Un’avventura che è sempre un piacere ripercorrere. Bene ha
fatto, quindi, la Atavistic a ristampare questo album, sparito
da tempo e oggetto di bramose ricerche da parte degli
appassionati. A dir la verità tutti i dischi originariamente
pubblicati dalla Saturn, l’etichetta dello stesso Sun Ra, sono
andati dispersi e via via che vengono ristampati sono sottratti
al mercato del collezionismo. La stessa Atavistic ha ristampato
qualche mese fa un altro capitolo della saga Sun Ra,
l’enigmatico “Strange Strings”. Questo “The Night Of The Purple
Moon” proviene da un vinile mai usato, poiché il master si è
perso chissà dove. L’album venne registrato nel 1970 e
pubblicato nel 1972 addirittura in due edizioni, Saturn e Thoth
Intergalactic, etichetta sorella.

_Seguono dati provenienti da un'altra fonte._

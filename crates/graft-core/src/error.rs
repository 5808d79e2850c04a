mod adhoc;
mod column_decode;
mod driver;
mod empty_list_binding;
mod entity_downcast;
mod invalid_binding;
mod invalid_mapping;
mod invalid_schema;
mod invalid_statement;
mod invalid_template;
mod key_count;
mod missing_binder;
mod missing_column;
mod type_conversion;
mod unbound_parameter;
mod unknown_parameter;

use adhoc::AdhocError;
use column_decode::ColumnDecodeError;
use driver::DriverError;
use empty_list_binding::EmptyListBindingError;
use entity_downcast::EntityDowncastError;
use invalid_binding::InvalidBindingError;
use invalid_mapping::InvalidMappingError;
use invalid_schema::InvalidSchemaError;
use invalid_statement::InvalidStatementError;
use invalid_template::InvalidTemplateError;
use key_count::KeyCountError;
use missing_binder::MissingBinderError;
use missing_column::MissingColumnError;
use type_conversion::TypeConversionError;
use unbound_parameter::UnboundParameterError;
use unknown_parameter::UnknownParameterError;

use crate::stmt::{Type, Value};

/// Helper macro for returning ad-hoc errors.
#[macro_export]
macro_rules! bail {
    ($($arg:tt)*) => {
        return Err($crate::Error::from_args(format_args!($($arg)*)))
    };
}

/// Helper macro for creating ad-hoc errors.
#[macro_export]
macro_rules! err {
    ($($arg:tt)*) => {
        $crate::Error::from_args(format_args!($($arg)*))
    };
}

/// An error that can occur in Graft.
///
/// Errors fall into four families: configuration errors (the mapping or
/// statement is malformed and must be fixed by the caller), binding errors (a
/// value handed to a statement does not fit its declared type or parameter),
/// decode errors (a value read back from a row does not fit), and driver
/// errors surfaced from the statement-execution boundary. None are
/// retryable within one logical operation.
pub struct Error {
    kind: Box<ErrorKind>,
}

#[derive(Debug)]
enum ErrorKind {
    Adhoc(AdhocError),
    ColumnDecode(ColumnDecodeError),
    Driver(DriverError),
    EmptyListBinding(EmptyListBindingError),
    EntityDowncast(EntityDowncastError),
    InvalidBinding(InvalidBindingError),
    InvalidMapping(InvalidMappingError),
    InvalidSchema(InvalidSchemaError),
    InvalidStatement(InvalidStatementError),
    InvalidTemplate(InvalidTemplateError),
    KeyCount(KeyCountError),
    MissingBinder(MissingBinderError),
    MissingColumn(MissingColumnError),
    TypeConversion(TypeConversionError),
    UnboundParameter(UnboundParameterError),
    UnknownParameter(UnknownParameterError),
}

impl Error {
    #[doc(hidden)]
    pub fn from_args(args: core::fmt::Arguments<'_>) -> Self {
        Self::from(ErrorKind::Adhoc(AdhocError(args.to_string())))
    }

    /// A value read from a row does not match the column's declared type.
    pub fn column_decode(
        column: impl Into<String>,
        expected: Type,
        actual: Value,
        row: Option<usize>,
    ) -> Self {
        Self::from(ErrorKind::ColumnDecode(ColumnDecodeError {
            column: column.into(),
            expected,
            actual,
            row,
        }))
    }

    /// An error raised by the statement-execution boundary.
    pub fn driver(source: impl Into<Box<dyn std::error::Error + Send + Sync>>) -> Self {
        Self::from(ErrorKind::Driver(DriverError(source.into())))
    }

    /// An empty collection was bound to an expandable parameter.
    pub fn empty_list_binding(name: impl Into<String>) -> Self {
        Self::from(ErrorKind::EmptyListBinding(EmptyListBindingError {
            name: name.into(),
        }))
    }

    /// An entity instance could not be downcast to the requested type.
    pub fn entity_downcast(expected: &'static str) -> Self {
        Self::from(ErrorKind::EntityDowncast(EntityDowncastError { expected }))
    }

    /// A value does not match the declared type of its column or parameter.
    pub fn invalid_binding(target: impl Into<String>, expected: Type, actual: Value) -> Self {
        Self::from(ErrorKind::InvalidBinding(InvalidBindingError {
            target: target.into(),
            expected,
            actual,
        }))
    }

    /// A join tree or inflater configuration is inconsistent.
    pub fn invalid_mapping(detail: impl Into<String>) -> Self {
        Self::from(ErrorKind::InvalidMapping(InvalidMappingError {
            detail: detail.into(),
        }))
    }

    /// A schema definition is inconsistent.
    pub fn invalid_schema(detail: impl Into<String>) -> Self {
        Self::from(ErrorKind::InvalidSchema(InvalidSchemaError {
            detail: detail.into(),
        }))
    }

    /// A statement is shaped in a way SQL cannot express.
    pub fn invalid_statement(detail: impl Into<String>) -> Self {
        Self::from(ErrorKind::InvalidStatement(InvalidStatementError {
            detail: detail.into(),
        }))
    }

    /// A SQL template could not be parsed.
    pub fn invalid_template(detail: impl Into<String>) -> Self {
        Self::from(ErrorKind::InvalidTemplate(InvalidTemplateError {
            detail: detail.into(),
        }))
    }

    /// The number of generated keys does not match the number of submitted
    /// rows.
    pub fn key_count(expected: usize, actual: usize) -> Self {
        Self::from(ErrorKind::KeyCount(KeyCountError { expected, actual }))
    }

    /// No binder is registered for a column's declared type.
    pub fn missing_binder(ty: Type) -> Self {
        Self::from(ErrorKind::MissingBinder(MissingBinderError { ty }))
    }

    /// A row does not carry a column label the reader expected.
    pub fn missing_column(label: impl Into<String>, row: Option<usize>) -> Self {
        Self::from(ErrorKind::MissingColumn(MissingColumnError {
            label: label.into(),
            row,
        }))
    }

    /// A value cannot be converted to the requested Rust type.
    pub fn type_conversion(value: Value, to_type: &'static str) -> Self {
        Self::from(ErrorKind::TypeConversion(TypeConversionError {
            value,
            to_type,
        }))
    }

    /// A template parameter has no binding.
    pub fn unbound_parameter(name: impl Into<String>) -> Self {
        Self::from(ErrorKind::UnboundParameter(UnboundParameterError {
            name: name.into(),
        }))
    }

    /// A binding names a parameter the template does not reference.
    pub fn unknown_parameter(name: impl Into<String>) -> Self {
        Self::from(ErrorKind::UnknownParameter(UnknownParameterError {
            name: name.into(),
        }))
    }

    /// True if the error is a configuration error: the mapping, schema,
    /// template, or statement shape must be fixed by the caller.
    pub fn is_configuration(&self) -> bool {
        matches!(
            &*self.kind,
            ErrorKind::InvalidMapping(_)
                | ErrorKind::InvalidSchema(_)
                | ErrorKind::InvalidStatement(_)
                | ErrorKind::InvalidTemplate(_)
                | ErrorKind::MissingBinder(_)
        )
    }

    /// True if the error is a binding error: a value handed to a statement
    /// does not fit its declared type or parameter.
    pub fn is_binding(&self) -> bool {
        matches!(
            &*self.kind,
            ErrorKind::EmptyListBinding(_)
                | ErrorKind::InvalidBinding(_)
                | ErrorKind::UnboundParameter(_)
                | ErrorKind::UnknownParameter(_)
        )
    }

    /// True if the error is a row-decoding error.
    pub fn is_decode(&self) -> bool {
        matches!(
            &*self.kind,
            ErrorKind::ColumnDecode(_)
                | ErrorKind::EntityDowncast(_)
                | ErrorKind::KeyCount(_)
                | ErrorKind::MissingColumn(_)
                | ErrorKind::TypeConversion(_)
        )
    }

    /// True if the error originated at the driver boundary.
    pub fn is_driver(&self) -> bool {
        matches!(&*self.kind, ErrorKind::Driver(_))
    }
}

impl From<ErrorKind> for Error {
    fn from(kind: ErrorKind) -> Self {
        Self {
            kind: Box::new(kind),
        }
    }
}

impl core::fmt::Display for Error {
    fn fmt(&self, f: &mut core::fmt::Formatter<'_>) -> core::fmt::Result {
        match &*self.kind {
            ErrorKind::Adhoc(e) => e.fmt(f),
            ErrorKind::ColumnDecode(e) => e.fmt(f),
            ErrorKind::Driver(e) => e.fmt(f),
            ErrorKind::EmptyListBinding(e) => e.fmt(f),
            ErrorKind::EntityDowncast(e) => e.fmt(f),
            ErrorKind::InvalidBinding(e) => e.fmt(f),
            ErrorKind::InvalidMapping(e) => e.fmt(f),
            ErrorKind::InvalidSchema(e) => e.fmt(f),
            ErrorKind::InvalidStatement(e) => e.fmt(f),
            ErrorKind::InvalidTemplate(e) => e.fmt(f),
            ErrorKind::KeyCount(e) => e.fmt(f),
            ErrorKind::MissingBinder(e) => e.fmt(f),
            ErrorKind::MissingColumn(e) => e.fmt(f),
            ErrorKind::TypeConversion(e) => e.fmt(f),
            ErrorKind::UnboundParameter(e) => e.fmt(f),
            ErrorKind::UnknownParameter(e) => e.fmt(f),
        }
    }
}

impl core::fmt::Debug for Error {
    fn fmt(&self, f: &mut core::fmt::Formatter<'_>) -> core::fmt::Result {
        write!(f, "Error({:?})", self.kind)
    }
}

impl std::error::Error for Error {
    fn source(&self) -> Option<&(dyn std::error::Error + 'static)> {
        match &*self.kind {
            ErrorKind::Driver(DriverError(source)) => Some(source.as_ref()),
            _ => None,
        }
    }
}

#[cfg(test)]
mod tests {
    use super::*;

    #[test]
    fn families_are_disjoint() {
        let errors = [
            Error::invalid_schema("dup column"),
            Error::missing_binder(Type::Bool),
            Error::invalid_binding("users.id", Type::I64, Value::from("x")),
            Error::unbound_parameter("b"),
            Error::column_decode("users.id", Type::I64, Value::from(false), Some(3)),
            Error::driver(std::io::Error::other("boom")),
        ];

        for err in &errors {
            let families = [
                err.is_configuration(),
                err.is_binding(),
                err.is_decode(),
                err.is_driver(),
            ];
            assert_eq!(1, families.iter().filter(|f| **f).count(), "{err}");
        }
    }

    #[test]
    fn display_names_the_column() {
        let err = Error::column_decode("orders.total", Type::I64, Value::from("oops"), Some(7));
        let rendered = err.to_string();
        assert!(rendered.contains("orders.total"), "{rendered}");
        assert!(rendered.contains("row 7"), "{rendered}");
    }
}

In seguito avrebbe dovuto
essere ristampato dalla gloriosa Impulse, gli venne dato anche
un numero di catalogo e poi non se ne fece più niente. Così il
disco sparì.
In questa
edizione sono state aggiunte quattro tracce, un’alternate di
Love Is Outer Space, traccia che chiudeva l’album originale
e tre registrazioni domestiche del 1964 che vedono Sun Ra
esibirsi in solitudine al piano elettrico Wurlitzer e alla
celesta. Un motivo c’è: l’album testimonia la sperimentazione
del sacerdote galattico con le tastiere vecchie e nuove. Si
cimenta, infatti al roksichord (nella dicitura di Sun Ra, in
realtà rocksichord e nella sostanza uno strumento pensato come
un clavicembalo elettrico) e al Mini-Moog, arricchendo di nuovi
timbri space la sua tavolozza sonora. Ad accompagnarlo l’Arkestra,
questa volta nella versione Intergalactic Infinity Arkestra, in
pratica un trio con il fido John Gilmore al tenore in una sola
traccia e per il resto impiegato come batterista, con Danny
Davis al contralto, al flauto, al clarinetto basso ai bonghi e
alla batteria nella traccia con Gilmore al sax. Infine, al basso
elettrico, James Stafford.
La musica
di Sun Ra qui più che altrove mostra quel suo inimitabile
sconfinare nell’exotica e nella spage age music, quel flirtare
con temi che sembrano provenire da telefilm immaginari, passando
a bordo dell’Enterprise sopra le Hawaii, a cominciare proprio
dalla title track. Il tutto miscelato con un terzo di funky, un
quarto di blues, insomma il cocktail Sun Ra, dichiaratamente
alieno, che qui rinuncia alle fughe free. Laddove poi si
esibisce da solo al rokchisord sembra di trovarsi a casa degli
Adams, ma fuori dal sistema solare.
In un paio
di occasioni, l’iniziale Sun-Earth Rock e in A Bird’s
Eye View Of Man’s World, Davis si lancia in brevi furenti
assoli free che hanno anche il pregio di farci dilettare con una
fantasia musicale: che cosa sarebbe potuto scaturire
dall’incontro del dio Sole con quello che Claudio Sessa (vedi
Quaderni d’Altri tempi n.7) ha giustamente chiamato il marziano
del jazz, Eric Dolphy. Sarebbe stato un incontro stellare, in
senso letterale.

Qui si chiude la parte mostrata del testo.